The Italy containerboard market still faces a structural cost burden from energy, and that pressure is stronger than in the main competing paper-producing countries in Europe. Confindustria reported that Italian industrial electricity prices in 2025 were around 30% above the EU average and remained higher than those in Germany, France, and Spain. This matters deeply for paper mills because energy has historically accounted for more than 40% of operating costs in Italian paper production. The sector also depends on natural gas for more than 95% of its heat requirements, so producers cannot easily absorb wide differences in national power and fuel pricing. Industry representatives warned in early 2025 that this gap threatened competitiveness across a supply chain employing 700,000 workers, underscoring that the issue extends beyond individual mills.
Other drivers and restraints analyzed in the detailed report include:
For complete list of drivers and restraints, kindly check the Table Of Contents.
Recycled fibers held 61.13% of Italy's containerboard market share in 2025, reflecting infrastructure depth more than simple price preference. Italy used recycled paper for 63% of its fiber mix in paper production, ranking second in Europe for total recovered fiber consumption after Germany. This supply base helps the Italy containerboard market keep a strong domestic position in recycled grades, because furnishes can be sourced through a mature national collection and sorting system. Mondi's EUR 200 million (USD 214 million) conversion of the Duino mill to 420,000 tonnes per year of recycled containerboard, completed in April 2025, showed that a major producer viewed the Italian recovered fiber chain as dependable enough for a flagship project.

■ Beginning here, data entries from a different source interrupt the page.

//! Role dashboards and the pieces they share.

use crate::components::dialog::{ConfirmDialog, DialogChoice};
use crate::components::{theme, Dashboard, DashboardAction};
use crate::models::{Identity, Role};
use crate::store::Command;
use crate::tui::Frame;
use crossterm::event::KeyEvent;
use ratatui::{
    prelude::*,
    widgets::{Block, Borders, Paragraph, Tabs},
};
use std::time::{Duration, Instant};

pub mod booking;
pub mod driver;
pub mod emergency;
pub mod hospital;
pub mod patient;
pub mod pharmacy;

pub use driver::DriverDashboard;
pub use hospital::HospitalDashboard;
pub use patient::PatientDashboard;
pub use pharmacy::PharmacyDashboard;

const NOTICE_TIMEOUT: Duration = Duration::from_secs(5);

/// The dashboard for the signed-in role.
pub enum ActiveDashboard {
    Patient(PatientDashboard),
    Hospital(HospitalDashboard),
    Driver(DriverDashboard),
    Pharmacy(PharmacyDashboard),
}

impl ActiveDashboard {
    /// Builds the dashboard matching `identity.role`.
    pub fn for_identity(identity: &Identity) -> Self {
        match identity.role {
            Role::Patient => ActiveDashboard::Patient(PatientDashboard::new(identity.clone())),
            Role::Hospital => ActiveDashboard::Hospital(HospitalDashboard::new(identity.clone())),
            Role::Driver => ActiveDashboard::Driver(DriverDashboard::new(identity.clone())),
            Role::Pharmacy => ActiveDashboard::Pharmacy(PharmacyDashboard::new(identity.clone())),
        }
    }

    pub fn as_dashboard(&self) -> &dyn Dashboard {
        match self {
            ActiveDashboard::Patient(d) => d,
            ActiveDashboard::Hospital(d) => d,
            ActiveDashboard::Driver(d) => d,
            ActiveDashboard::Pharmacy(d) => d,
        }
    }

    pub fn as_dashboard_mut(&mut self) -> &mut dyn Dashboard {
        match self {
            ActiveDashboard::Patient(d) => d,
            ActiveDashboard::Hospital(d) => d,
            ActiveDashboard::Driver(d) => d,
            ActiveDashboard::Pharmacy(d) => d,
        }
    }
}

/// Result of a key press inside a patient form.
#[derive(Debug, Clone, PartialEq, Eq)]
pub enum FormEvent {
    Submit(Command),
    Back,
}

/// Inline error line that clears itself after a few seconds.
#[derive(Debug, Default)]
pub struct Notice {
    message: Option<String>,
    shown_at: Option<Instant>,
}

impl Notice {
    pub fn set(&mut self, message: String) {
        self.message = Some(message);
        self.shown_at = Some(Instant::now());
    }

    pub fn clear(&mut self) {
        self.message = None;
        self.shown_at = None;
    }

    pub fn message(&self) -> Option<&str> {
        self.message.as_deref()
    }

    pub fn check_timeout(&mut self) {
        if self.shown_at.is_some_and(|t| t.elapsed() >= NOTICE_TIMEOUT) {
            self.clear();
        }
    }
}

/// Logout confirmation every dashboard carries.
pub(crate) fn logout_dialog() -> ConfirmDialog {
    ConfirmDialog::new("Confirm Logout", "Are you sure you want to logout?")
}

/// Routes a key to an open logout dialog.
///
/// Returns `None` when the dialog is closed and the key is the dashboard's to handle.
pub(crate) fn handle_logout_dialog(
    dialog: &mut ConfirmDialog,
    key: KeyEvent,
) -> Option<Option<DashboardAction>> {
    if !dialog.open {
        return None;
    }
    match dialog.handle_input(key) {
        Some(DialogChoice::Confirmed) => Some(Some(DashboardAction::Logout)),
        _ => Some(None),
    }
}

/// Splits the screen into header, tab bar, body and footer and draws the chrome.
///
/// Returns the body area.
pub(crate) fn render_chrome(
    frame: &mut Frame,
    title: &str,
    identity: &Identity,
    tabs: &[String],
    selected_tab: usize,
    help: &str,
    notice: &Notice,
) -> Rect {
    let area = frame.area();
    frame.render_widget(
        Block::default().style(Style::default().bg(theme::BACKGROUND)),
        area,
    );

    let layout = Layout::default()
        .direction(Direction::Vertical)
        .constraints([
            Constraint::Length(3), // Header
            Constraint::Length(if tabs.is_empty() { 0 } else { 2 }),
            Constraint::Min(8),    // Body
            Constraint::Length(1), // Notice
            Constraint::Length(1), // Help
        ])
        .margin(1)
        .split(area);

    let header = Paragraph::new(Line::from(vec![
        Span::styled(
            title.to_string(),
            Style::default()
                .fg(theme::TEXT)
                .add_modifier(Modifier::BOLD),
        ),
        Span::styled("  |  ", Style::default().fg(theme::BORDER)),
        Span::styled(
            identity.display_name.clone(),
            Style::default()
                .fg(theme::ACCENT)
                .add_modifier(Modifier::BOLD),
        ),
    ]))
    .alignment(Alignment::Center)
    .block(
        Block::default()
            .borders(Borders::BOTTOM)
            .border_style(Style::default().fg(theme::BORDER)),
    );
    frame.render_widget(header, layout[0]);

    if !tabs.is_empty() {
        let tab_bar = Tabs::new(tabs.iter().map(|t| Line::from(t.clone())))
            .select(selected_tab)
            .style(Style::default().fg(theme::TEXT_DIM))
            .highlight_style(
                Style::default()
                    .fg(theme::BORDER_FOCUS)
                    .add_modifier(Modifier::BOLD),
            )
            .divider(Span::styled(" | ", Style::default().fg(theme::BORDER)));
        frame.render_widget(tab_bar, layout[1]);
    }

    if let Some(message) = notice.message() {
        frame.render_widget(
            Paragraph::new(message)
                .style(Style::default().fg(Color::Red))
                .alignment(Alignment::Center),
            layout[3],
        );
    }

    frame.render_widget(
        Paragraph::new(help)
            .style(Style::default().fg(theme::HELP))
            .alignment(Alignment::Center),
        layout[4],
    );

    layout[2]
}

/// Centred placeholder for an empty list.
pub(crate) fn empty_state<'a>(title: &'a str, detail: &'a str) -> Paragraph<'a> {
    Paragraph::new(vec![
        Line::from(""),
        Line::from(Span::styled(
            title,
            Style::default()
                .fg(theme::TEXT_DIM)
                .add_modifier(Modifier::BOLD),
        )),
        Line::from(Span::styled(detail, Style::default().fg(theme::HELP))),
    ])
    .alignment(Alignment::Center)
}

/// Rounded panel block used for dashboard sections.
pub(crate) fn panel(title: impl Into<Line<'static>>) -> Block<'static> {
    let title: Line<'static> = title.into();
    Block::default()
        .title(title)
        .title_alignment(Alignment::Center)
        .borders(Borders::ALL)
        .border_type(ratatui::widgets::BorderType::Rounded)
        .border_style(Style::default().fg(theme::BORDER))
        .style(Style::default().bg(theme::PANEL))
}

/// Table header row in the shared style.
pub(crate) fn header_row(cells: &[&'static str]) -> ratatui::widgets::Row<'static> {
    ratatui::widgets::Row::new(
        cells
            .iter()
            .map(|h| ratatui::widgets::Cell::from(*h).style(Style::default().fg(theme::TEXT))),
    )
    .style(Style::default().bg(theme::HEADER_ROW))
    .height(1)
    .bottom_margin(1)
}

pub(crate) fn highlight_style() -> Style {
    Style::default()
        .bg(theme::HIGHLIGHT)
        .add_modifier(Modifier::BOLD)
}

#[cfg(test)]
mod tests {
    use super::*;

    #[test]
    fn each_role_gets_its_own_dashboard() {
        for role in Role::ALL {
            let identity = Identity {
                id: "u1".to_string(),
                display_name: "Asha".to_string(),
                email: "asha@medx.test".to_string(),
                role,
            };
            let matches = matches!(
                (role, ActiveDashboard::for_identity(&identity)),
                (Role::Patient, ActiveDashboard::Patient(_))
                    | (Role::Hospital, ActiveDashboard::Hospital(_))
                    | (Role::Driver, ActiveDashboard::Driver(_))
                    | (Role::Pharmacy, ActiveDashboard::Pharmacy(_))
            );
            assert!(matches, "wrong dashboard for {role}");
        }
    }

    #[test]
    fn notice_clears_explicitly() {
        let mut notice = Notice::default();
        notice.set("boom".to_string());
        notice.check_timeout();
        assert_eq!(notice.message(), Some("boom"));
        notice.clear();
        assert_eq!(notice.message(), None);
    }
}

Virgin fibers are forecast to grow at a CAGR of 2.94% between 2026 and 2031, which makes them the fastest-expanding material base, even from a smaller starting point. The Italy containerboard market is seeing this pull from exporters of fresh produce and premium consumer goods that need stronger burst performance, better printability, and a more uniform surface quality than recycled grades can consistently deliver at lighter weights. Italy also remained highly exposed to imported virgin kraft paper, indicating that this part of the supply chain still has a structural domestic gap. Certification standards already appear well established, because 90% of virgin fibers used in Italian mills carried FSC or PEFC certification in 2024, which supports procurement transparency for larger buyers.